The Air Astana aircraft had undergone scheduled maintenance at the OGMA facility at Alverca do Ribatejo before its departure for Almaty, via Minsk, on 11 November last year.
But its crew struggled with serious instability almost immediately after the aircraft took off, with abnormal attitudes, oscillations, momentary losses of control, and high structural loads during recovery manoeuvring.
Portuguese investigation authority GPIAA has released a simulation image obtained from flight data showing the aircraft in a left roll exceeding 90° despite the yoke being turned hard to the right, illustrating the problems with which the pilots had to cope.
Adverse weather conditions, intense g-forces, and continuous alerts from the cockpit systems added to the complications. Such was the severity of the situation that the crew sought headings to fly out to sea, in order to ditch the aircraft.
Sufficient control was eventually regained to enable the crew to divert to Beja airport, where the jet landed on its third attempt after aborting two unstable approaches.
GPIAA says that a detailed examination of the E190 confirmed an “incorrect ailerons control cable system installation” on both wings.

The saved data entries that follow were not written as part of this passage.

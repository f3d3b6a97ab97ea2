// Copyright (c) 2025 Erick Bourgeois, firestoned
// SPDX-License-Identifier: MIT

//! DNS record types and their payload schemas.
//!
//! Every record served by the core is a [`RecordValue`]: a typed payload
//! ([`RecordData`]) plus an optional TTL. Payloads arrive as loosely typed JSON
//! (from the custom records file or from the additional record store) and are
//! validated against their type's schema by [`RecordValue::parse`].
//!
//! | Type  | Fields                                                   |
//! |-------|----------------------------------------------------------|
//! | A     | `address` (IPv4)                                         |
//! | AAAA  | `address` (IPv6)                                         |
//! | CNAME | `domain` (hostname)                                      |
//! | MX    | `exchange` (hostname), `priority`                        |
//! | NS    | `ns` (hostname)                                          |
//! | PTR   | `domain` (hostname)                                      |
//! | SOA   | `primary`, `admin`, `serial`, `refresh`, `retry`, `expiration`, `minimum` |
//! | SRV   | `priority`, `weight`, `port`, `target` (hostname)        |
//! | TXT   | `data` (string or array of strings)                      |
//! | SPF   | `data` (string or array of strings)                      |
//! | CAA   | `flags`, `tag`, `value`                                  |

use crate::constants::DEFAULT_DNS_RECORD_TTL_SECS;
use crate::dns_errors::ValidationError;
use crate::validation::validate_hostname;
use serde::de::DeserializeOwned;
use serde::{Deserialize, Serialize};
use std::fmt;
use std::net::{Ipv4Addr, Ipv6Addr};
use std::str::FromStr;

/// Record types known to the core.
///
/// SOA, NS and PTR only ever come from the zone configuration; the remaining
/// types may also be supplied by operators and end users.
#[derive(Clone, Copy, Debug, PartialEq, Eq, PartialOrd, Ord, Hash, Serialize, Deserialize)]
#[serde(rename_all = "UPPERCASE")]
pub enum RecordType {
    A,
    AAAA,
    CNAME,
    MX,
    NS,
    PTR,
    SOA,
    SRV,
    TXT,
    SPF,
    CAA,
}

impl RecordType {
    /// All record types, in wire-code order.
    pub const ALL: [Self; 11] = [
        Self::A,
        Self::NS,
        Self::CNAME,
        Self::SOA,
        Self::PTR,
        Self::MX,
        Self::TXT,
        Self::AAAA,
        Self::SRV,
        Self::SPF,
        Self::CAA,
    ];

    #[must_use]
    pub fn as_str(&self) -> &'static str {
        match self {
            Self::A => "A",
            Self::AAAA => "AAAA",
            Self::CNAME => "CNAME",
            Self::MX => "MX",
            Self::NS => "NS",
            Self::PTR => "PTR",
            Self::SOA => "SOA",
            Self::SRV => "SRV",
            Self::TXT => "TXT",
            Self::SPF => "SPF",
            Self::CAA => "CAA",
        }
    }

    /// The IANA type code of this record type.
    #[must_use]
    pub fn code(&self) -> u16 {
        match self {
            Self::A => 1,
            Self::NS => 2,
            Self::CNAME => 5,
            Self::SOA => 6,
            Self::PTR => 12,
            Self::MX => 15,
            Self::TXT => 16,
            Self::AAAA => 28,
            Self::SRV => 33,
            Self::SPF => 99,
            Self::CAA => 257,
        }
    }

    /// Map a decoded wire query type onto a supported record type.
    ///
    /// Returns `None` for every type the core does not serve (ANY, AXFR,
    /// DNSKEY, ...), which the resolver answers with an empty result.
    #[must_use]
    pub fn from_wire(rtype: hickory_proto::rr::RecordType) -> Option<Self> {
        let code = u16::from(rtype);
        Self::ALL.into_iter().find(|candidate| candidate.code() == code)
    }

    /// SOA, NS and PTR are owned by the zone and never user- or file-supplied.
    #[must_use]
    pub fn is_zone_managed(&self) -> bool {
        matches!(self, Self::SOA | Self::NS | Self::PTR)
    }

    /// A, AAAA and CNAME at `@` would conflict with the dynamic-update answers.
    #[must_use]
    pub fn is_apex_reserved(&self) -> bool {
        matches!(self, Self::A | Self::AAAA | Self::CNAME)
    }
}

impl fmt::Display for RecordType {
    fn fmt(&self, f: &mut fmt::Formatter<'_>) -> fmt::Result {
        f.write_str(self.as_str())
    }
}

impl FromStr for RecordType {
    type Err = ValidationError;

    /// Parse an uppercase record type name such as `AAAA`.
    fn from_str(s: &str) -> Result<Self, Self::Err> {
        Self::ALL
            .into_iter()
            .find(|candidate| candidate.as_str() == s)
            .ok_or_else(|| ValidationError::UnsupportedType(s.to_string()))
    }
}

/// IPv4 address record payload.
#[derive(Clone, Debug, PartialEq, Eq, Serialize, Deserialize)]
pub struct AData {
    pub address: Ipv4Addr,
}

/// IPv6 address record payload.
#[derive(Clone, Debug, PartialEq, Eq, Serialize, Deserialize)]
pub struct AaaaData {
    pub address: Ipv6Addr,
}

/// Canonical name record payload.
#[derive(Clone, Debug, PartialEq, Eq, Serialize, Deserialize)]
pub struct CnameData {
    pub domain: String,
}

/// Mail exchanger record payload.
#[derive(Clone, Debug, PartialEq, Eq, Serialize, Deserialize)]
pub struct MxData {
    pub exchange: String,
    pub priority: u16,
}

/// Nameserver record payload.
#[derive(Clone, Debug, PartialEq, Eq, Serialize, Deserialize)]
pub struct NsData {
    pub ns: String,
}

/// Pointer record payload.
#[derive(Clone, Debug, PartialEq, Eq, Serialize, Deserialize)]
pub struct PtrData {
    pub domain: String,
}

/// Start of authority payload.
///
/// The admin contact is in mailbox-as-name form (`admin.ns.example.test`).
#[derive(Clone, Debug, PartialEq, Eq, Serialize, Deserialize)]
pub struct SoaData {
    pub primary: String,
    pub admin: String,
    pub serial: u32,
    pub refresh: u32,
    pub retry: u32,
    pub expiration: u32,
    pub minimum: u32,
}

/// Service locator record payload.
#[derive(Clone, Debug, PartialEq, Eq, Serialize, Deserialize)]
pub struct SrvData {
    pub priority: u16,
    pub weight: u16,
    pub port: u16,
    pub target: String,
}

/// Text content of a TXT or SPF record: a single string or several.
#[derive(Clone, Debug, PartialEq, Eq, Serialize, Deserialize)]
#[serde(untagged)]
pub enum TxtStrings {
    One(String),
    Many(Vec<String>),
}

impl TxtStrings {
    /// The individual character-strings of the record.
    #[must_use]
    pub fn strings(&self) -> Vec<&str> {
        match self {
            Self::One(s) => vec![s.as_str()],
            Self::Many(v) => v.iter().map(String::as_str).collect(),
        }
    }
}

/// TXT and SPF record payload.
#[derive(Clone, Debug, PartialEq, Eq, Serialize, Deserialize)]
pub struct TxtData {
    pub data: TxtStrings,
}

/// Certification authority authorization payload.
#[derive(Clone, Debug, PartialEq, Eq, Serialize, Deserialize)]
pub struct CaaData {
    pub flags: u8,
    pub tag: String,
    pub value: String,
}

/// Type-specific record payload.
///
/// Serializes to the bare payload object, so an answer renders as e.g.
/// `{"address": "203.0.113.5", "ttl": 300}`.
#[derive(Clone, Debug, PartialEq, Eq, Serialize)]
#[serde(untagged)]
pub enum RecordData {
    A(AData),
    AAAA(AaaaData),
    CNAME(CnameData),
    MX(MxData),
    NS(NsData),
    PTR(PtrData),
    SOA(SoaData),
    SRV(SrvData),
    TXT(TxtData),
    SPF(TxtData),
    CAA(CaaData),
}

impl RecordData {
    #[must_use]
    pub fn record_type(&self) -> RecordType {
        match self {
            Self::A(_) => RecordType::A,
            Self::AAAA(_) => RecordType::AAAA,
            Self::CNAME(_) => RecordType::CNAME,
            Self::MX(_) => RecordType::MX,
            Self::NS(_) => RecordType::NS,
            Self::PTR(_) => RecordType::PTR,
            Self::SOA(_) => RecordType::SOA,
            Self::SRV(_) => RecordType::SRV,
            Self::TXT(_) => RecordType::TXT,
            Self::SPF(_) => RecordType::SPF,
            Self::CAA(_) => RecordType::CAA,
        }
    }
}

/// A record payload together with its optional TTL.
#[derive(Clone, Debug, PartialEq, Eq, Serialize)]
pub struct RecordValue {
    #[serde(flatten)]
    pub data: RecordData,

    #[serde(skip_serializing_if = "Option::is_none")]
    pub ttl: Option<u32>,
}

impl RecordValue {
    #[must_use]
    pub fn new(data: RecordData) -> Self {
        Self { data, ttl: None }
    }

    #[must_use]
    pub fn with_ttl(data: RecordData, ttl: u32) -> Self {
        Self {
            data,
            ttl: Some(ttl),
        }
    }

    #[must_use]
    pub fn record_type(&self) -> RecordType {
        self.data.record_type()
    }

    /// TTL to serve: the record's own, or the 300 second default.
    #[must_use]
    pub fn ttl_or_default(&self) -> u32 {
        self.ttl.unwrap_or(DEFAULT_DNS_RECORD_TTL_SECS)
    }

    /// Validate a JSON payload against the schema of `rtype`.
    ///
    /// Unknown fields are ignored. Hostname fields must be valid DNS names.
    ///
    /// # Errors
    ///
    /// Returns [`ValidationError::InvalidPayload`] if the payload is not an
    /// object, misses a field, has a field of the wrong type or range, or
    /// carries an invalid hostname.
    pub fn parse(rtype: RecordType, payload: &serde_json::Value) -> Result<Self, ValidationError> {
        let object = payload
            .as_object()
            .ok_or_else(|| invalid(rtype, "expected a JSON object"))?;

        let ttl = match object.get("ttl") {
            None | Some(serde_json::Value::Null) => None,
            Some(value) => {
                let ttl = value
                    .as_u64()
                    .and_then(|ttl| u32::try_from(ttl).ok())
                    .ok_or_else(|| invalid(rtype, "ttl must be an integer between 0 and 4294967295"))?;
                Some(ttl)
            }
        };

        let data = match rtype {
            RecordType::A => RecordData::A(decode(rtype, payload)?),
            RecordType::AAAA => RecordData::AAAA(decode(rtype, payload)?),
            RecordType::CNAME => {
                let data: CnameData = decode(rtype, payload)?;
                check_hostname(rtype, &data.domain)?;
                RecordData::CNAME(data)
            }
            RecordType::MX => {
                let data: MxData = decode(rtype, payload)?;
                check_hostname(rtype, &data.exchange)?;
                RecordData::MX(data)
            }
            RecordType::NS => {
                let data: NsData = decode(rtype, payload)?;
                check_hostname(rtype, &data.ns)?;
                RecordData::NS(data)
            }
            RecordType::PTR => {
                let data: PtrData = decode(rtype, payload)?;
                check_hostname(rtype, &data.domain)?;
                RecordData::PTR(data)
            }
            RecordType::SOA => {
                let data: SoaData = decode(rtype, payload)?;
                check_hostname(rtype, &data.primary)?;
                RecordData::SOA(data)
            }
            RecordType::SRV => {
                let data: SrvData = decode(rtype, payload)?;
                check_hostname(rtype, &data.target)?;
                RecordData::SRV(data)
            }
            RecordType::TXT => RecordData::TXT(decode(rtype, payload)?),
            RecordType::SPF => RecordData::SPF(decode(rtype, payload)?),
            RecordType::CAA => {
                let data: CaaData = decode(rtype, payload)?;
                if data.tag.is_empty() || !data.tag.chars().all(|c| c.is_ascii_alphanumeric()) {
                    return Err(invalid(rtype, "tag must be a non-empty alphanumeric string"));
                }
                RecordData::CAA(data)
            }
        };

        Ok(Self { data, ttl })
    }
}

/// A record as it appears in an answer or authority section.
///
/// Serializes flat: `{"name": "alice.example.test", "type": "A", "ttl": 300,
/// "address": "203.0.113.5"}`.
#[derive(Clone, Debug, PartialEq, Eq, Serialize)]
pub struct ResourceRecord {
    pub name: String,

    #[serde(rename = "type")]
    pub rtype: RecordType,

    pub ttl: u32,

    #[serde(flatten)]
    pub data: RecordData,
}

impl ResourceRecord {
    /// Attach an owner name to a stored value, resolving its TTL.
    #[must_use]
    pub fn from_value(name: &str, value: &RecordValue) -> Self {
        Self {
            name: name.to_string(),
            rtype: value.record_type(),
            ttl: value.ttl_or_default(),
            data: value.data.clone(),
        }
    }
}

fn invalid(rtype: RecordType, reason: impl Into<String>) -> ValidationError {
    ValidationError::InvalidPayload {
        rtype,
        reason: reason.into(),
    }
}

fn decode<T: DeserializeOwned>(
    rtype: RecordType,
    payload: &serde_json::Value,
) -> Result<T, ValidationError> {
    serde_json::from_value(payload.clone()).map_err(|e| invalid(rtype, e.to_string()))
}

fn check_hostname(rtype: RecordType, hostname: &str) -> Result<(), ValidationError> {
    validate_hostname(hostname).map_err(|e| invalid(rtype, e.to_string()))
}

#[cfg(test)]
#[path = "records_tests.rs"]
mod records_tests;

The pilots’ yokes on the type are connected, through cables, to hydraulically-powered control units which move the ailerons.
GPIAA says an inversion of the cables occurred between wing ribs 19 and 23.
It states that the E190 had been modified through a service bulletin which changed a support through which the cable system passed.
“There was no longer the cable routing and separation around rib 21,” says the inquiry, and this resulted in maintenance instructions becoming “harder to understand”.
Although a “no dispatch” message, mentioning the flight control system, was generated during the maintenance activity, leading to 11 days of additional investigations by the servicing personnel and Embraer, these actions “did not identify” the reversal of the aileron cables, says the inquiry.
It adds that investigation has turned up “deviations” to internal procedures by the maintenance organisation which meant the cabling error was not detected by various safety mechanisms before the aircraft was dispatched.
Nor was the incorrect operation of the ailerons noticed during flight-control checks by the crew.
The six occupants of the aircraft – a captain and two first officers, plus three airline technicians – were all “physically and emotionally shaken” by the subsequent in-flight upset, but escaped serious injury.
GPIAA says the aircraft suffered “significant” structural damage to both wings, the fuselage and the flight-control surfaces, sufficient for it to formally reclassify the event as an accident.
OGMA has embarked on an action plan to eliminate the procedural deficiencies discovered in the course of the investigation, while Embraer is updating maintenance documentation in relation to flight controls.
Investigators released the aircraft (P4-KCJ) back to Air Astana on 21 January this year, and the airline has been evaluating options for the airframe.
GPIAA is continuing with the investigation in order to complete its analysis of the circumstances of the accident, and publish any relevant safety recommendations.